*What the task asks*.
Report all lines of the records that contain "lighter".

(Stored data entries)
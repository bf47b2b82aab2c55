//! Topology helpers shared by the generators.

use std::collections::HashSet;
use tessera_math::{Vec2, Vec3};

/// Unique undirected edges of a triangle list, in first-seen order.
///
/// Each triangle `(a, b, c)` contributes `a-b`, `b-c`, `c-a`; an edge shared
/// by two triangles is emitted once, oriented as first encountered.
pub fn lines_from_triangles(triangles: &[[u32; 3]]) -> Vec<[u32; 2]> {
    let mut seen = HashSet::with_capacity(triangles.len() * 3 / 2);
    let mut lines = Vec::with_capacity(triangles.len() * 3 / 2);

    for &[a, b, c] in triangles {
        for (p, q) in [(a, b), (b, c), (c, a)] {
            if seen.insert((p.max(q), p.min(q))) {
                lines.push([p, q]);
            }
        }
    }
    lines
}

/// Per-vertex tangents from positions and texture coordinates.
///
/// The tangent of each triangle (the direction of increasing `u` in object
/// space) is added to its three vertices, and the sums are normalized.
/// Triangles with a degenerate UV mapping contribute nothing; vertices that
/// receive no contribution keep a zero tangent.
pub fn tangents_from_triangles(
    vertices: &[Vec3],
    uvs: &[Vec2],
    triangles: &[[u32; 3]],
) -> Vec<Vec3> {
    let mut tangents = vec![Vec3::ZERO; vertices.len()];

    for &[i0, i1, i2] in triangles {
        let (i0, i1, i2) = (i0 as usize, i1 as usize, i2 as usize);

        let edge1 = vertices[i1] - vertices[i0];
        let edge2 = vertices[i2] - vertices[i0];
        let duv1 = uvs[i1] - uvs[i0];
        let duv2 = uvs[i2] - uvs[i0];

        let det = duv1.u() * duv2.v() - duv2.u() * duv1.v();
        if det == 0.0 {
            continue;
        }
        let tangent = (edge1 * duv2.v() - edge2 * duv1.v()) / det;

        tangents[i0] += tangent;
        tangents[i1] += tangent;
        tangents[i2] += tangent;
    }

    tangents
        .into_iter()
        .map(|t| t.try_normalize().unwrap_or(Vec3::ZERO))
        .collect()
}

/// Asserts that every non-degenerate triangle winds counter-clockwise seen
/// from the side its vertex normals point to.
#[cfg(test)]
pub(crate) fn assert_counter_clockwise(data: &crate::ShapeData) {
    for (i, tri) in data.triangles.iter().enumerate() {
        let [a, b, c] = tri.map(usize::from);
        let face = (data.vertices[b] - data.vertices[a]).cross(data.vertices[c] - data.vertices[a]);
        if face.magnitude_squared() < 1e-12 {
            continue;
        }
        let normal = data.normals[a] + data.normals[b] + data.normals[c];
        assert!(face.dot(normal) > 0.0, "triangle {i} {tri:?} winds inward");
    }
}
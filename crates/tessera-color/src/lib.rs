//! # tessera-color
//!
//! Color utilities for scene materials and UI.
//!
//! - [`rgb_to_hsv`] / [`hsv_to_rgb`] - Conversions with every channel in `[0, 1]`
//! - [`hex_to_rgb`] / [`hex_to_rgba`] - `#RRGGBB[AA]` parsing
//! - [`rgb_to_hex`] / [`rgba_to_hex`] - Formatting back to hex
//!
//! Colors are plain [`tessera_math::Vec3`] / [`tessera_math::Vec4`] values,
//! read through the `r/g/b/a` and `h/s/v` accessors.
//!
//! # Usage
//!
//! ```rust
//! use tessera_color::{hex_to_rgb, HsvConvert};
//!
//! let base = hex_to_rgb("#3D2F36")?;
//! let mut hsv = base.to_hsv();
//! hsv.set_z(hsv.v() * 1.5);
//! let lighter = hsv.to_rgb();
//! assert!(lighter.r() > base.r());
//! # Ok::<(), tessera_color::ColorError>(())
//! ```
//!
//! # Dependencies
//!
//! - [`tessera_math`] - Vector types
//! - [`thiserror`] - Error derive
//! - [`tracing`] - Debug events on rejected input
//!
//! # Used By
//!
//! - `tessera-tests` - Integration tests
//! - `tessera-bench` - Benchmarks

#![warn(missing_docs)]
#![warn(rustdoc::missing_crate_level_docs)]

mod error;
mod hex;
mod hsv;

pub use error::{ColorError, ColorResult};
pub use hex::{hex_to_rgb, hex_to_rgba, rgb_to_hex, rgba_to_hex};
pub use hsv::{hsv_degrees_to_unit, hsv_to_rgb, hsv_unit_to_degrees, rgb_to_hsv, HsvConvert};
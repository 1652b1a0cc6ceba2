//! WebAssembly text-format templates.
//!
//! The module records visited blocks through a `$store_in_output` helper
//! writing into an exported output memory; directions arrive through an
//! imported memory read by `$calc_cntrl_val`. Loops are a `$comparison`
//! block around a `$while` loop, so `(br $comparison)` is a loop break and
//! `(br $while)` a continue. Switches are a `br_table` inside a chain of
//! labelled blocks, one per case.

use crate::cfg::BlockId;
use crate::error::EmitError;

use super::{cntrl_val_name, CodeType, Language};

pub(super) fn block_emit(block: BlockId) -> String {
    format!(
        r";; ------ BLOCK {n} -------
(call $store_in_output
    (local.get $output_index)
    (i32.const {n})
)
(local.set $output_index
    (call $inc (local.get $output_index))
)
;; ------------------------
",
        n = block.raw()
    )
}

pub(super) fn set_and_inc_control() -> String {
    format!(
        r"(local.set $control_index
    (call $inc (local.get $control_index))
)
(local.set {cntrl}
    (call $calc_cntrl_val (local.get $control_index))
)
",
        cntrl = cntrl_val_name(Language::Wasm)
    )
}

pub(super) fn selection(
    language: Language,
    code_type: CodeType,
    block: BlockId,
    true_code: &str,
    else_code: &str,
) -> String {
    format!(
        r"{read}
(if (i32.eq (local.get {cntrl}) (i32.const 1))
    (then
        {true_code}
    )
    {else_code}
)
",
        read = language.control_read(code_type, block),
        cntrl = cntrl_val_name(Language::Wasm),
    )
}

pub(super) fn else_arm(false_code: &str) -> String {
    format!(
        r"(else
    {false_code}
)
"
    )
}

pub(super) fn loop_shape(
    code_type: CodeType,
    header_code: &str,
    body_code: &str,
) -> Result<String, EmitError> {
    if !code_type.is_array_type() {
        return Err(EmitError::UnsupportedFeature {
            language: Language::Wasm.name(),
            feature: "header-guard loops".to_string(),
        });
    }
    Ok(format!(
        r"(block $comparison
    (loop $while
        ;; comparison block
        {header_code}
        ;; comparison
        {read}
        (br_if $comparison (i32.eqz (local.get {cntrl})))
        ;; condition TRUE - loop body
        {body_code}
        (br $while)
    )
)
;; condition FALSE - merge block
",
        read = set_and_inc_control(),
        cntrl = cntrl_val_name(Language::Wasm),
    ))
}

/// Label of the `n`-th nested switch.
pub(super) fn switch_label(label_num: usize) -> String {
    format!("$switch{label_num}")
}

/// The branch that leaves the `n`-th nested switch.
pub(super) fn switch_break_label(label_num: usize) -> String {
    format!("(br {})", switch_label(label_num))
}

fn build_br_table(case_count: usize) -> String {
    let mut table = String::new();
    for case in 0..case_count {
        table.push_str(&format!("{case}\t ;; case == {case} => (br {case})\n"));
    }
    table.push_str(&format!(
        "{default}\t ;; default => (br {default})\n",
        default = case_count
    ));
    table
}

/// The innermost block of the switch chain: dispatch through `br_table`,
/// with an unreachable guard value recorded if the table is somehow missed.
pub(crate) fn switch_inner_block(case_count: usize, label_num: usize) -> String {
    format!(
        r"(block (local.get {cntrl})
    (br_table
        {table}
    )
    ;; guard from UB
    (call $store_in_output (local.get $output_index)(i32.const -1))
    (local.set $output_index (call $inc (local.get $output_index)))
    (br {label})
)
",
        cntrl = cntrl_val_name(Language::Wasm),
        table = build_br_table(case_count),
        label = switch_label(label_num),
    )
}

/// Wrap the accumulated chain in one case's labelled block.
pub(crate) fn switch_case_wrap(
    index: usize,
    accumulated: &str,
    case_code: &str,
    possible_switch_break: &str,
) -> String {
    format!(
        r"(block
    {accumulated}
    ;; Target for (br {index})
    {case_code}
    {possible_switch_break}
)
"
    )
}

/// Wrap the finished case chain in the outer labelled block holding the
/// default target, preceded by the control read feeding the `br_table`.
pub(crate) fn switch_default_wrap(
    case_count: usize,
    label_num: usize,
    accumulated: &str,
    default_code: &str,
) -> String {
    format!(
        r"{read}
(block {label}
    {accumulated}
    ;; Target for (br {index}) => default
    {default_code}
)
",
        read = set_and_inc_control(),
        label = switch_label(label_num),
        index = case_count,
    )
}

pub(super) fn full_program(code_type: CodeType, control_flow_code: &str) -> String {
    let calc_cntrl_val = r"(func $calc_cntrl_val (param $index i32) (result i32)
    (i32.load
        (memory 0)
        (call $byte_offset(local.get $index))
    )
)";
    format!(
        r#"(module

{import_memory}

(memory $outputMemory 1)
(export "outputMemory" (memory $outputMemory))

(global $elem_size i32 (i32.const 4))

(func $byte_offset (param $index i32) (result i32)
    (i32.mul (local.get $index) (global.get $elem_size))
)
(func $inc (param $num i32) (result i32)
    (i32.add (local.get $num) (i32.const 1))
)
(func $dec (param $num i32) (result i32)
    (i32.sub (local.get $num) (i32.const 1))
)
{calc_cntrl_val}

(func $store_in_output (param $index i32) (param $value i32)
    (i32.store
        (memory $outputMemory)
        (call $byte_offset (local.get $index))
        (local.get $value)
    )
)

(func $cf (export "cf")

    ;; setup

    (local $output_index i32)
    {control_index_local}
    (local {cntrl} i32)
    (local.set $output_index (i32.const 0))
    {control_index_init}

    ;; control flow code

    {control_flow_code}

)
)
"#,
        import_memory = code_type.if_global(r#"(import "js" "memory" (memory 0))"#),
        calc_cntrl_val = code_type.if_global(calc_cntrl_val),
        control_index_local = code_type.if_global("(local $control_index i32)"),
        control_index_init = code_type.if_global(
            "(local.set $control_index (i32.const -1)) ;; always incremented before cntrl_val is calculated and used"
        ),
        cntrl = cntrl_val_name(Language::Wasm),
    )
}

*Solution for this exercise*.
//! let lighter = hsv.to_rgb();
//! assert!(lighter.r() > base.r());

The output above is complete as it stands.